* **EXERCISE DIRECTIONS**: Return only those lines of the records below in which "Parser" appears.

* **GIVEN ENTRIES**:
╭──
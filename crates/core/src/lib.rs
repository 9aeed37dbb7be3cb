// Copyright (C) 2026 Fred Clausen
// Use of this source code is governed by an MIT-style
// license that can be found in the LICENSE file or at
// https://opensource.org/licenses/MIT.

#![deny(
    clippy::pedantic,
    clippy::cargo,
    clippy::nursery,
    clippy::style,
    clippy::correctness,
    clippy::all,
    clippy::suspicious,
    clippy::complexity,
    clippy::perf,
    clippy::unwrap_used,
    clippy::expect_used
)]

mod apply;
mod command;
mod error;
mod state;

#[cfg(test)]
mod tests;

// Re-export public types and functions
pub use apply::apply;
pub use command::{Command, FEEDBACK_COMMANDS};
pub use error::CoreError;
pub use state::{Pdr, TransitionResult};
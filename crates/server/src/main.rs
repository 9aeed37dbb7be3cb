// Copyright (C) 2026 Fred Clausen
// Use of this source code is governed by an MIT-style
// license that can be found in the LICENSE file or at
// https://opensource.org/licenses/MIT.

#![deny(
    clippy::pedantic,
    clippy::cargo,
    clippy::nursery,
    clippy::style,
    clippy::correctness,
    clippy::all
)]
#![allow(clippy::multiple_crate_versions)]

mod demo;

use axum::{
    Json, Router,
    extract::{Path, Query, State as AxumState},
    http::StatusCode,
    response::{IntoResponse, Response},
    routing::{get, post},
};
use clap::Parser;
use pdr_api::{
    ApiError, AuditTimelineResponse, AuthError, AuthenticatedActor, CreatePdrRequest,
    CreatePdrResponse, DeletePdrResponse, FeedbackEntry, GetPdrResponse, GetPermissionsResponse,
    InMemoryPdrRepository, ListNotificationsResponse, ListPdrsRequest, ListPdrsResponse,
    TransitionPdrRequest, TransitionPdrResponse, TransitionTableResponse, UpdatePdrRequest,
    UpdatePdrResponse, audit_timeline, authenticate_stub, create_pdr, delete_pdr, get_pdr,
    get_permissions, list_notifications, list_pdrs, list_transitions, transition_pdr, update_pdr,
};
use pdr_audit::Cause;
use pdr_domain::{Behavior, Goal};
use serde::{Deserialize, Serialize};
use std::sync::Arc;
use tokio::sync::Mutex;
use tracing::{debug, error, info};

/// PDR Server - HTTP server for the PDR review workflow
#[derive(Parser, Debug)]
#[command(author, version, about, long_about = None)]
struct Args {
    /// Address to bind the server to
    #[arg(short, long, default_value = "127.0.0.1")]
    bind: String,

    /// Port to bind the server to
    #[arg(short, long, default_value_t = 3000)]
    port: u16,

    /// Seed one demo PDR per status on startup
    #[arg(long)]
    seed_demo: bool,
}

/// Application state shared across handlers.
///
/// This contains the repository wrapped in a Mutex to allow
/// safe concurrent access.
#[derive(Clone)]
struct AppState {
    /// PDRs, their audit trail and queued notifications.
    repository: Arc<Mutex<InMemoryPdrRepository>>,
}

/// Actor identity supplied on read and delete requests.
#[derive(Debug, Clone, Deserialize, Serialize)]
struct ActorQuery {
    /// The acting user's ID.
    actor_id: i64,
    /// The acting user's display name.
    actor_name: String,
    /// The acting user's role.
    actor_role: String,
}

/// Query parameters for listing PDRs.
#[derive(Debug, Clone, Deserialize, Serialize)]
struct ListPdrsQuery {
    actor_id: i64,
    actor_name: String,
    actor_role: String,
    /// Optional status filter.
    status: Option<String>,
}

/// API request for creating a PDR.
#[derive(Debug, Clone, Deserialize, Serialize)]
struct CreatePdrApiRequest {
    actor_id: i64,
    actor_name: String,
    actor_role: String,
    #[serde(default)]
    cause_id: Option<String>,
    #[serde(default)]
    cause_description: Option<String>,
    /// The review year.
    year: u16,
}

/// API request for updating PDR content.
#[derive(Debug, Clone, Deserialize, Serialize)]
struct UpdatePdrApiRequest {
    actor_id: i64,
    actor_name: String,
    actor_role: String,
    #[serde(default)]
    cause_id: Option<String>,
    #[serde(default)]
    cause_description: Option<String>,
    /// Replacement goal list.
    #[serde(default)]
    goals: Option<Vec<Goal>>,
    /// Replacement behavior list.
    #[serde(default)]
    behaviors: Option<Vec<Behavior>>,
    /// CEO feedback on goals.
    #[serde(default)]
    goal_feedback: Vec<FeedbackEntry>,
    /// CEO feedback on behaviors.
    #[serde(default)]
    behavior_feedback: Vec<FeedbackEntry>,
}

/// API request for transitioning a PDR.
#[derive(Debug, Clone, Deserialize, Serialize)]
struct TransitionPdrApiRequest {
    actor_id: i64,
    actor_name: String,
    actor_role: String,
    #[serde(default)]
    cause_id: Option<String>,
    #[serde(default)]
    cause_description: Option<String>,
    /// The requested status.
    target_status: String,
    /// The workflow action name.
    action: String,
}

/// Error response type.
#[derive(Debug, Clone, Serialize, Deserialize)]
struct ErrorResponse {
    /// Error indicator.
    error: bool,
    /// Error message.
    message: String,
    /// Individual failures, when there are several.
    #[serde(default, skip_serializing_if = "Vec::is_empty")]
    errors: Vec<String>,
}

/// HTTP error wrapper that implements `IntoResponse`.
struct HttpError {
    /// The HTTP status code.
    status: StatusCode,
    /// The error message.
    message: String,
    /// Individual failures.
    errors: Vec<String>,
}

impl HttpError {
    const fn new(status: StatusCode, message: String) -> Self {
        Self {
            status,
            message,
            errors: Vec::new(),
        }
    }
}

impl IntoResponse for HttpError {
    fn into_response(self) -> Response {
        let body: Json<ErrorResponse> = Json(ErrorResponse {
            error: true,
            message: self.message,
            errors: self.errors,
        });
        (self.status, body).into_response()
    }
}

impl From<ApiError> for HttpError {
    fn from(err: ApiError) -> Self {
        let message: String = err.to_string();
        match err {
            ApiError::AuthenticationFailed { .. } => Self::new(StatusCode::UNAUTHORIZED, message),
            ApiError::Unauthorized { .. } | ApiError::PermissionDenied { .. } => {
                Self::new(StatusCode::FORBIDDEN, message)
            }
            ApiError::DomainRuleViolation { .. } => {
                Self::new(StatusCode::UNPROCESSABLE_ENTITY, message)
            }
            ApiError::ValidationFailed { errors } => Self {
                status: StatusCode::UNPROCESSABLE_ENTITY,
                message,
                errors,
            },
            ApiError::InvalidInput { .. } => Self::new(StatusCode::BAD_REQUEST, message),
            ApiError::ResourceNotFound { .. } => Self::new(StatusCode::NOT_FOUND, message),
            ApiError::Conflict { .. } => Self::new(StatusCode::CONFLICT, message),
            ApiError::Internal { .. } => {
                error!(error = %message, "Internal error");
                Self::new(StatusCode::INTERNAL_SERVER_ERROR, message)
            }
        }
    }
}

impl From<AuthError> for HttpError {
    fn from(err: AuthError) -> Self {
        Self::from(ApiError::from(err))
    }
}

fn authenticate(
    actor_id: i64,
    actor_name: &str,
    actor_role: &str,
) -> Result<AuthenticatedActor, HttpError> {
    authenticate_stub(actor_id, actor_name, actor_role).map_err(HttpError::from)
}

fn build_cause(id: Option<String>, description: Option<String>, default: &str) -> Cause {
    Cause::new(
        id.unwrap_or_else(|| String::from("http")),
        description.unwrap_or_else(|| default.to_string()),
    )
}

/// Handler for POST `/pdrs` endpoint.
///
/// Creates a new PDR for the acting employee.
async fn handle_create_pdr(
    AxumState(app_state): AxumState<AppState>,
    Json(req): Json<CreatePdrApiRequest>,
) -> Result<Json<CreatePdrResponse>, HttpError> {
    info!(
        actor_id = req.actor_id,
        role = %req.actor_role,
        year = req.year,
        "Handling create_pdr request"
    );

    let actor: AuthenticatedActor = authenticate(req.actor_id, &req.actor_name, &req.actor_role)?;
    let cause: Cause = build_cause(req.cause_id, req.cause_description, "Create PDR");

    let mut repository = app_state.repository.lock().await;
    let response: CreatePdrResponse = create_pdr(
        &mut *repository,
        &CreatePdrRequest { year: req.year },
        &actor,
        cause,
    )?;

    Ok(Json(response))
}

/// Handler for GET `/pdrs` endpoint.
///
/// Lists the PDRs the actor may view.
async fn handle_list_pdrs(
    AxumState(app_state): AxumState<AppState>,
    Query(query): Query<ListPdrsQuery>,
) -> Result<Json<ListPdrsResponse>, HttpError> {
    let actor: AuthenticatedActor =
        authenticate(query.actor_id, &query.actor_name, &query.actor_role)?;

    let repository = app_state.repository.lock().await;
    let response: ListPdrsResponse = list_pdrs(
        &*repository,
        &ListPdrsRequest {
            status: query.status,
        },
        &actor,
    )?;

    Ok(Json(response))
}

/// Handler for GET `/pdrs/{pdr_id}` endpoint.
async fn handle_get_pdr(
    AxumState(app_state): AxumState<AppState>,
    Path(pdr_id): Path<i64>,
    Query(query): Query<ActorQuery>,
) -> Result<Json<GetPdrResponse>, HttpError> {
    let actor: AuthenticatedActor =
        authenticate(query.actor_id, &query.actor_name, &query.actor_role)?;

    let repository = app_state.repository.lock().await;
    let response: GetPdrResponse = get_pdr(&*repository, pdr_id, &actor)?;

    Ok(Json(response))
}

/// Handler for DELETE `/pdrs/{pdr_id}` endpoint.
///
/// Deletes a PDR that is still in `CREATED`.
async fn handle_delete_pdr(
    AxumState(app_state): AxumState<AppState>,
    Path(pdr_id): Path<i64>,
    Query(query): Query<ActorQuery>,
) -> Result<Json<DeletePdrResponse>, HttpError> {
    info!(pdr_id, actor_id = query.actor_id, "Handling delete_pdr request");

    let actor: AuthenticatedActor =
        authenticate(query.actor_id, &query.actor_name, &query.actor_role)?;
    let cause: Cause = build_cause(None, None, "Delete PDR");

    let mut repository = app_state.repository.lock().await;
    let response: DeletePdrResponse = delete_pdr(&mut *repository, pdr_id, &actor, cause)?;

    Ok(Json(response))
}

/// Handler for GET `/pdrs/{pdr_id}/permissions` endpoint.
///
/// Returns the actor's permissions and next available actions.
async fn handle_get_permissions(
    AxumState(app_state): AxumState<AppState>,
    Path(pdr_id): Path<i64>,
    Query(query): Query<ActorQuery>,
) -> Result<Json<GetPermissionsResponse>, HttpError> {
    let actor: AuthenticatedActor =
        authenticate(query.actor_id, &query.actor_name, &query.actor_role)?;

    let repository = app_state.repository.lock().await;
    let response: GetPermissionsResponse = get_permissions(&*repository, pdr_id, &actor)?;

    Ok(Json(response))
}

/// Handler for POST `/pdrs/{pdr_id}/update` endpoint.
///
/// Changes employee content or CEO feedback.
async fn handle_update_pdr(
    AxumState(app_state): AxumState<AppState>,
    Path(pdr_id): Path<i64>,
    Json(req): Json<UpdatePdrApiRequest>,
) -> Result<Json<UpdatePdrResponse>, HttpError> {
    info!(pdr_id, actor_id = req.actor_id, "Handling update_pdr request");

    let actor: AuthenticatedActor = authenticate(req.actor_id, &req.actor_name, &req.actor_role)?;
    let cause: Cause = build_cause(req.cause_id, req.cause_description, "Update PDR");

    let update_request: UpdatePdrRequest = UpdatePdrRequest {
        goals: req.goals,
        behaviors: req.behaviors,
        goal_feedback: req.goal_feedback,
        behavior_feedback: req.behavior_feedback,
    };

    let mut repository = app_state.repository.lock().await;
    let response: UpdatePdrResponse =
        update_pdr(&mut *repository, pdr_id, update_request, &actor, &cause)?;

    Ok(Json(response))
}

/// Handler for POST `/pdrs/{pdr_id}/transition` endpoint.
///
/// Moves a PDR to a new status.
async fn handle_transition_pdr(
    AxumState(app_state): AxumState<AppState>,
    Path(pdr_id): Path<i64>,
    Json(req): Json<TransitionPdrApiRequest>,
) -> Result<Json<TransitionPdrResponse>, HttpError> {
    info!(
        pdr_id,
        actor_id = req.actor_id,
        action = %req.action,
        target = %req.target_status,
        "Handling transition_pdr request"
    );

    let actor: AuthenticatedActor = authenticate(req.actor_id, &req.actor_name, &req.actor_role)?;
    let cause: Cause = build_cause(req.cause_id, req.cause_description, "Transition PDR");

    let transition_request: TransitionPdrRequest = TransitionPdrRequest {
        target_status: req.target_status,
        action: req.action,
    };

    let mut repository = app_state.repository.lock().await;
    let response: TransitionPdrResponse =
        transition_pdr(&mut *repository, pdr_id, &transition_request, &actor, cause)?;

    Ok(Json(response))
}

/// Handler for GET `/pdrs/{pdr_id}/audit` endpoint.
async fn handle_get_audit_timeline(
    AxumState(app_state): AxumState<AppState>,
    Path(pdr_id): Path<i64>,
    Query(query): Query<ActorQuery>,
) -> Result<Json<AuditTimelineResponse>, HttpError> {
    let actor: AuthenticatedActor =
        authenticate(query.actor_id, &query.actor_name, &query.actor_role)?;

    let repository = app_state.repository.lock().await;
    let response: AuditTimelineResponse = audit_timeline(&*repository, pdr_id, &actor)?;

    Ok(Json(response))
}

/// Handler for GET `/notifications` endpoint.
async fn handle_list_notifications(
    AxumState(app_state): AxumState<AppState>,
    Query(query): Query<ActorQuery>,
) -> Result<Json<ListNotificationsResponse>, HttpError> {
    let actor: AuthenticatedActor =
        authenticate(query.actor_id, &query.actor_name, &query.actor_role)?;

    let repository = app_state.repository.lock().await;
    let response: ListNotificationsResponse = list_notifications(&*repository, &actor);
    debug!(
        actor_id = actor.user_id,
        count = response.notifications.len(),
        "Listed notifications"
    );

    Ok(Json(response))
}

/// Handler for GET `/transitions` endpoint.
#[allow(clippy::unused_async)]
async fn handle_list_transitions() -> Json<TransitionTableResponse> {
    Json(list_transitions())
}

/// Builds the application router with all endpoints.
fn build_router(app_state: AppState) -> Router {
    Router::new()
        .route("/pdrs", post(handle_create_pdr).get(handle_list_pdrs))
        .route(
            "/pdrs/{pdr_id}",
            get(handle_get_pdr).delete(handle_delete_pdr),
        )
        .route("/pdrs/{pdr_id}/permissions", get(handle_get_permissions))
        .route("/pdrs/{pdr_id}/update", post(handle_update_pdr))
        .route("/pdrs/{pdr_id}/transition", post(handle_transition_pdr))
        .route("/pdrs/{pdr_id}/audit", get(handle_get_audit_timeline))
        .route("/notifications", get(handle_list_notifications))
        .route("/transitions", get(handle_list_transitions))
        .with_state(app_state)
}

#[tokio::main]
async fn main() -> Result<(), Box<dyn std::error::Error>> {
    // Parse command-line arguments
    let args: Args = Args::parse();

    // Initialize tracing
    tracing_subscriber::fmt()
        .with_env_filter(
            tracing_subscriber::EnvFilter::try_from_default_env()
                .unwrap_or_else(|_| tracing_subscriber::EnvFilter::new("info")),
        )
        .init();

    info!("Initializing PDR Server");

    let mut repository: InMemoryPdrRepository = InMemoryPdrRepository::new();
    if args.seed_demo {
        let seeded: usize = demo::seed_demo_data(&mut repository)?;
        info!(seeded, "Seeded demo data");
    }

    let app_state: AppState = AppState {
        repository: Arc::new(Mutex::new(repository)),
    };

    // Build router
    let app: Router = build_router(app_state);

    // Bind to address
    let addr: std::net::SocketAddr = format!("{}:{}", args.bind, args.port).parse()?;
    info!("Server listening on {}", addr);

    // Run server
    let listener = tokio::net::TcpListener::bind(addr).await?;
    axum::serve(listener, app).await?;

    Ok(())
}

#[cfg(test)]
mod tests;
╰──
* **TASK ANSWER**:
use clap::Parser;
#[derive(Parser, Debug)]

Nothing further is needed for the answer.